Director C agreed with Director B, but suggested that Chikepe Co should consider relatively new pharmaceutical companies, as well as established businesses. In her opinion, newer companies might be involved in research and development of innovative products, which could have high potential in the future. She suggested that using real options methodology with traditional investment appraisal methods such as net present value could help establish a more accurate estimate of the potential value of such companies.

The company has asked its finance team to prepare a report on the value of a potential target company, Foshoro Co, before making a final decision.

Foshoro Co

Foshoro Co is a non-listed pharmaceutical company established about 10 years ago.

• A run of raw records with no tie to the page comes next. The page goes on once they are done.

/// Result of a dialog submit.
#[derive(Debug, Clone, PartialEq)]
pub enum SubmitOutcome {
    Saved,
    /// Validation refused the values; the dialog stays open.
    Invalid(FieldErrors),
    /// The dialog was not in a state that accepts a submit.
    Ignored,
}

/// The CRUD lifecycle of one window: list or tree fetch, selection,
/// dialogs and saves.
///
/// Fetches are last-issued-wins: every fetch takes a ticket and its response
/// is applied only while that ticket is the newest.
pub struct WindowController {
    window_id: String,
    api: Arc<dyn ApiClient>,
    cache: WindowMetadataCache,
    host: Arc<dyn DialogHost>,
    translator: Arc<dyn Translator>,
    options: ControllerOptions,
    context: Record,
    state: Mutex<ListState>,
    generation: AtomicU64,
}
use std::{fs, path::Path};

use anyhow::{Context, Result};
use serde_json::Value;

use super::DocumentFormat;

/// Parse structured data in any supported format into a `serde_json::Value`.
pub fn parse_document_str(contents: &str, format: DocumentFormat) -> Result<Value> {
    match format {
        DocumentFormat::Json => {
            serde_json::from_str::<Value>(contents).with_context(|| "failed to parse JSON document")
        }
        #[cfg(feature = "yaml")]
        DocumentFormat::Yaml => {
            serde_yaml::from_str::<Value>(contents).with_context(|| "failed to parse YAML document")
        }
        #[cfg(feature = "toml")]
        DocumentFormat::Toml => contents
            .parse::<toml::Value>()
            .with_context(|| "failed to parse TOML document")
            .and_then(|value| {
                serde_json::to_value(value).context("failed to convert TOML to JSON")
            }),
    }
}

/// Reads a document from disk; `-` reads standard input. Without an
/// explicit format the file extension decides.
pub fn load_document(path: &Path, format: Option<DocumentFormat>) -> Result<Value> {
    let contents = if path.as_os_str() == "-" {
        std::io::read_to_string(std::io::stdin()).context("failed to read stdin")?
    } else {
        fs::read_to_string(path).with_context(|| format!("failed to read {}", path.display()))?
    };
    let format = format.unwrap_or_else(|| DocumentFormat::from_path(path));
    parse_document_str(&contents, format).with_context(|| format!("in {}", path.display()))
}

#[cfg(test)]
mod tests {
    use super::*;
    use serde_json::json;

    #[test]
    fn parse_json_documents() {
        let raw = "{\"enabled\":true}";
        let parsed = parse_document_str(raw, DocumentFormat::Json).unwrap();
        assert_eq!(parsed["enabled"], Value::Bool(true));
    }

    #[test]
    fn reports_broken_json() {
        let err = parse_document_str("{", DocumentFormat::Json).unwrap_err();
        assert!(format!("{err:#}").contains("failed to parse JSON document"));
    }

    #[cfg(feature = "yaml")]
    #[test]
    fn parse_yaml_documents() {
        let raw = "tabs:\n  - title: Users\n    insertProc: usr_ins";
        let parsed = parse_document_str(raw, DocumentFormat::Yaml).unwrap();
        assert_eq!(parsed["tabs"][0]["insertProc"], json!("usr_ins"));
    }

    #[cfg(feature = "toml")]
    #[test]
    fn parse_toml_documents() {
        let raw = "page_size = 20\n[endpoints]\nsave = \"api/save\"";
        let parsed = parse_document_str(raw, DocumentFormat::Toml).unwrap();
        assert_eq!(parsed["page_size"], json!(20));
        assert_eq!(parsed["endpoints"]["save"], json!("api/save"));
    }

    #[test]
    fn loads_files_by_extension() {
        let path = std::env::temp_dir().join(format!("metawindow-load-{}.json", std::process::id()));
        fs::write(&path, r#"{"id": 7}"#).unwrap();
        let value = load_document(&path, None).unwrap();
        assert_eq!(value, json!({"id": 7}));
        let _ = fs::remove_file(path);
    }
}
use serde_json::Value;

use super::visit_leaves;
use crate::domain::{FieldType, Node, Record};

/// Initial value of one leaf; `None` for nodes without a value slot.
pub fn default_for(node: &Node) -> Option<Value> {
    let value = match node {
        Node::Field(field) => match field.field_type {
            FieldType::Input | FieldType::Textarea | FieldType::Password | FieldType::Radio => {
                Value::String(String::new())
            }
            FieldType::Checkbox => Value::Bool(false),
            FieldType::Date | FieldType::Other(_) => Value::Null,
        },
        Node::Select(_)
        | Node::Multiselect(_)
        | Node::Number(_)
        | Node::Color(_)
        | Node::Rating(_) => Value::Null,
        Node::Button(_)
        | Node::Text(_)
        | Node::Alert(_)
        | Node::Group(_)
        | Node::Fieldset(_)
        | Node::Tabs(_)
        | Node::Line(_)
        | Node::Empty(_) => return None,
    };
    Some(value)
}

/// The value map of a pristine form: one entry per leaf field name.
/// A name declared twice keeps its first default.
pub fn synthesize_defaults(node: &Node) -> Record {
    let mut values = Record::new();
    visit_leaves(node, &mut |leaf| {
        if let (Some(name), Some(value)) = (leaf.name(), default_for(leaf)) {
            values.entry(name.to_string()).or_insert(value);
        }
    });
    values
}
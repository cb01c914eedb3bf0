//! Flat record sets, parent-linked trees, filtering and search.

mod filter;
mod index;
mod tree;

pub use filter::{filter_records, filter_tree, record_matches};
pub use index::SearchIndex;
pub use tree::{
    CHILDREN_KEY, FlatRow, TreeOptions, TreeRow, flat_rows, flatten, nest, visible_rows,
};
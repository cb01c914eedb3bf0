use std::{fs, path::PathBuf};

use assert_cmd::cargo::{self};
use predicates::str::contains;

fn fixture(name: &str, contents: &str) -> PathBuf {
    let path = std::env::temp_dir().join(format!("metawindow-cli-{}-{name}", std::process::id()));
    fs::write(&path, contents).unwrap();
    path
}

const CONFIG: &str = r#"[{
    "id": 7,
    "tabs": [{"title": "Users", "insertProc": "usr_ins", "updateProc": "usr_upd", "deleteProc": null}],
    "fields": [[
        {"name": "name", "label": "Name", "required": true},
        {"name": "email", "email": true},
        {"name": "active", "type": "checkbox"}
    ]]
}]"#;

#[test]
fn prints_help() {
    let mut cmd = cargo::cargo_bin_cmd!("metawindow");
    cmd.arg("--help")
        .assert()
        .success()
        .stdout(contains("metawindow"))
        .stdout(contains("validate"));
}

#[test]
fn prints_defaults_of_a_window() {
    let config = fixture("defaults.json", CONFIG);
    let mut cmd = cargo::cargo_bin_cmd!("metawindow");
    cmd.arg("defaults")
        .arg(&config)
        .arg("--no-pretty")
        .assert()
        .success()
        .stdout(contains(r#""active":false"#));
}

#[test]
fn invalid_records_fail() {
    let config = fixture("validate.json", CONFIG);
    let record = fixture("record.json", r#"{"name": "", "email": "nope"}"#);
    let mut cmd = cargo::cargo_bin_cmd!("metawindow");
    cmd.arg("validate")
        .arg(&config)
        .arg(&record)
        .assert()
        .failure()
        .stdout(contains("Name is required"))
        .stdout(contains(r#""valid": false"#));
}

#[test]
fn reports_permissions() {
    let config = fixture("permissions.json", CONFIG);
    let mut cmd = cargo::cargo_bin_cmd!("metawindow");
    cmd.arg("permissions")
        .arg(&config)
        .arg("--no-pretty")
        .assert()
        .success()
        .stdout(contains(r#""delete":false"#));
}

#[test]
fn defaults_carry_the_configured_key() {
    let config = fixture("key.json", CONFIG);
    let mut cmd = cargo::cargo_bin_cmd!("metawindow");
    cmd.arg("defaults")
        .arg(&config)
        .arg("--id-field")
        .arg("code")
        .arg("--no-pretty")
        .assert()
        .success()
        .stdout(contains(r#""code":"""#));
}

Initially Foshoro Co grew rapidly, but this rate of growth slowed considerably three years ago, after a venture capital equity backer exited the company by selling its stake back to the founding directors. The directors had to raise substantial debt capital to buy back the equity stake. The company’s current debt to equity ratio is 60:40. This high level of gearing means that the company will find it difficult to obtain funds to develop its innovative products in the future.

The following financial information relates to Foshoro Co:

Extract from the most recent statement of profit or loss

In arriving at the profit before interest and tax, Foshoro Co deducted tax allowable depreciation and other non-cash expenses totalling $112·0 million. It requires a cash investment of $98·2 million in non-current assets and working capital to continue its operations at the current level.

Three years ago, Foshoro Co’s profit after tax was $83·3 million and this has been growing steadily to their current level. Foshoro Co’s profit before interest and tax and its cash flows grew at the same growth rate as well. It is likely that this growth rate will continue for the foreseeable future if Foshoro Co is not acquired by Chikepe Co. Foshoro Co’s cost of capital has been estimated at 10%.

Combined company: Chikepe Co and Foshoro Co

Once Chikepe Co acquires Foshoro Co, it is predicted that the combined company’s sales revenue will be $4,200 million in the first year, and its operating profit margin on sales revenue will be 20% for the foreseeable future.

After the first year, the sales revenue is expected to grow at 7% per year for the following three years. It is anticipated that after the first four years, the growth rate of the combined company’s free cash flows will be 5·6% per year.

The combined company’s tax allowable depreciation is expected to be equivalent to the amount of investment needed to maintain the current level of operations. However, as the company’s sales revenue increases over the four-year period, the combined company will require an additional investment in assets of $200 million in the first year and then $0·64 per $1 increase in sales revenue for the next three years.

It can be assumed that the asset beta of the combined company is the weighted average of the individual companies’ asset betas, weighted in proportion of the individual companies’ value of equity. It can also be assumed that the capital structure of the combined company remains at Chikepe Co’s current capital structure level, a debt to equity ratio of 30:70. Chikepe Co pays interest on borrowings at a rate of 5·3% per annum.

Chikepe Co estimates that it will be able to acquire Foshoro Co by paying a premium of 30% above its estimated equity value to Foshoro Co’s shareholders.

Other financial information

问答题

Compare and contrast the reasons for the opinions held by Director A and by Director B, and discuss the types of synergy benefits which may arise from the acquisition strategy suggested by Director B.

【正确答案】

Director A’s focus is on reducing the risk in the business through diversification and thereby increasing its value. A strategy of risk diversification resulting in greater value can work in situations where the equity holders are exposed to both unsystematic and systematic risks, for example, when their investment is concentrated in one company. In such situations, the shareholders would be subject to unsystematic risk and diversification would reduce this risk.

In the case of Chikepe Co, this is unlikely to be the case as a large proportion of shares are owned by institutional shareholders and it is likely that their investment portfolios are already well-diversified and therefore they are not exposed to unsystematic risk. Further diversification will be of no value to them. In fact, it may be construed that managers are only taking this action for their own benefit, as they may be closely tied to the company and therefore be exposed to total risk (both unsystematic and systematic risks). This may then become a source of agency related conflict between the management and the shareholders.

However, diversification overseas into markets which have some barriers to entry might reduce both systematic and unsystematic risks as well.

Director B, on the other hand, seems to be suggesting that Chikepe Co should focus on its core business and increase value through identifying areas of synergy benefits. It may be the case that Chikepe Co’s management and directors are well placed to identify areas where the company can gain value by acquiring companies with potential synergy benefits.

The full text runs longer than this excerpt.